[Data entries]
######

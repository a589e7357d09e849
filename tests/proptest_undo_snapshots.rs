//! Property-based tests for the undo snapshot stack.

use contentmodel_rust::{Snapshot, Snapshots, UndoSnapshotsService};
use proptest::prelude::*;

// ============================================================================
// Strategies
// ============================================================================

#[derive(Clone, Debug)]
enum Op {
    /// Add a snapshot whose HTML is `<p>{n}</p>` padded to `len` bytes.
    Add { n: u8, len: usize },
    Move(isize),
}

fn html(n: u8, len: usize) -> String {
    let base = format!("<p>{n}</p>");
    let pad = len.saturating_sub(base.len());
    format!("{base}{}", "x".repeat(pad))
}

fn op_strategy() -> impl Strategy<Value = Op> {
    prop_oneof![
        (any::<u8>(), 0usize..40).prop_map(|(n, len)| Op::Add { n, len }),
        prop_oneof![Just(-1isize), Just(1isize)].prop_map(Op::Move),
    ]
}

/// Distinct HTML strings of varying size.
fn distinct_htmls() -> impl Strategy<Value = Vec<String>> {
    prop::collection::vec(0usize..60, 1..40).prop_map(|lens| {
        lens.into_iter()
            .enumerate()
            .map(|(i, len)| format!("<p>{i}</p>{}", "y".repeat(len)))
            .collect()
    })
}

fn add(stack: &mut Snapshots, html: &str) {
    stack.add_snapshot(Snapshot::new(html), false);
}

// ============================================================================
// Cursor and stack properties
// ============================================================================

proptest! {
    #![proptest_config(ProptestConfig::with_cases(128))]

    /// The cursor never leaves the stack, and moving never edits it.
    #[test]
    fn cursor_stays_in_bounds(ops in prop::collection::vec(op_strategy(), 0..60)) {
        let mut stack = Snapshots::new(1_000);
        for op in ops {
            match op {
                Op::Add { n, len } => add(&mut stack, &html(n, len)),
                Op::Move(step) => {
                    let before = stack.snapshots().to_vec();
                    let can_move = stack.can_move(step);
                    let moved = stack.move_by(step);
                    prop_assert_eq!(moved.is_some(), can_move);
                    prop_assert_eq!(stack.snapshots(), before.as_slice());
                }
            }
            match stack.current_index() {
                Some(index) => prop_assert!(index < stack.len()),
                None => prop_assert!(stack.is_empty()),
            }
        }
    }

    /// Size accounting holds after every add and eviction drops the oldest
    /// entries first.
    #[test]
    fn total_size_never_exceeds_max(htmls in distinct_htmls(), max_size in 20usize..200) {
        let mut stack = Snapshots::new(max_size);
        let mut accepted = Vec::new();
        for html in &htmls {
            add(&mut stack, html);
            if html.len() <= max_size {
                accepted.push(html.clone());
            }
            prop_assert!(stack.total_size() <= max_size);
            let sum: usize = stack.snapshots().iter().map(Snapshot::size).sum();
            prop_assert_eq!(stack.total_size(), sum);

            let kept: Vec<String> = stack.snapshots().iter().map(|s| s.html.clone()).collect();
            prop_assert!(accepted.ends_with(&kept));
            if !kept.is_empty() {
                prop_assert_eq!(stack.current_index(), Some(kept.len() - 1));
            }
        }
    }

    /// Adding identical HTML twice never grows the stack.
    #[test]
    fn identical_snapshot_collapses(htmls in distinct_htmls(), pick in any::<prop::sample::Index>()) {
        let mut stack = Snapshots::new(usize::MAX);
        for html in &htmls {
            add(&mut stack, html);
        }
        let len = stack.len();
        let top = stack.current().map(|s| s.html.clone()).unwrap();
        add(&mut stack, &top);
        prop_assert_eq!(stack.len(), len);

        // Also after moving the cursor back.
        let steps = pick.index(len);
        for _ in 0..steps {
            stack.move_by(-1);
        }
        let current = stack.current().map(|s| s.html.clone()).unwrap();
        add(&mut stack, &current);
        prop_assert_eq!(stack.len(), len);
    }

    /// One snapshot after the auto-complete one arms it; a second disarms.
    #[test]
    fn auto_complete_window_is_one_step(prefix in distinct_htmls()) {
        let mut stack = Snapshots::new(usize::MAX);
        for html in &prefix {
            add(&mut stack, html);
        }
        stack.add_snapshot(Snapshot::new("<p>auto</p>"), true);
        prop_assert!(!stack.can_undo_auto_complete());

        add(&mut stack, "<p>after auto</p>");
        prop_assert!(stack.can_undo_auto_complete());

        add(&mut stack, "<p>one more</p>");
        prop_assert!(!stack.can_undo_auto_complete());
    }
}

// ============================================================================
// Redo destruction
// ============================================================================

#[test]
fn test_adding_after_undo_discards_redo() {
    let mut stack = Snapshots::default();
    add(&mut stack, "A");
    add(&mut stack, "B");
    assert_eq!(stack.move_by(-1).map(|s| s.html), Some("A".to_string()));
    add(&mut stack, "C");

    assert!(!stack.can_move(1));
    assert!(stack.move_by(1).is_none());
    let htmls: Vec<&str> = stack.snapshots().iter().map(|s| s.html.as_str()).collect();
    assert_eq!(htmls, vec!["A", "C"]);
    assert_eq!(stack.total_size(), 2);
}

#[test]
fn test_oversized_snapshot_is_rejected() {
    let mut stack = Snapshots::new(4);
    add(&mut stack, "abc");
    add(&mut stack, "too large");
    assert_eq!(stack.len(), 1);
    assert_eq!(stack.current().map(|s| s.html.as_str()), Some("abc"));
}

######

The expected result is a copy of each line in the records where "before" appears.

Final answer —
                    let before = stack.snapshots().to_vec();
                    prop_assert_eq!(stack.snapshots(), before.as_slice());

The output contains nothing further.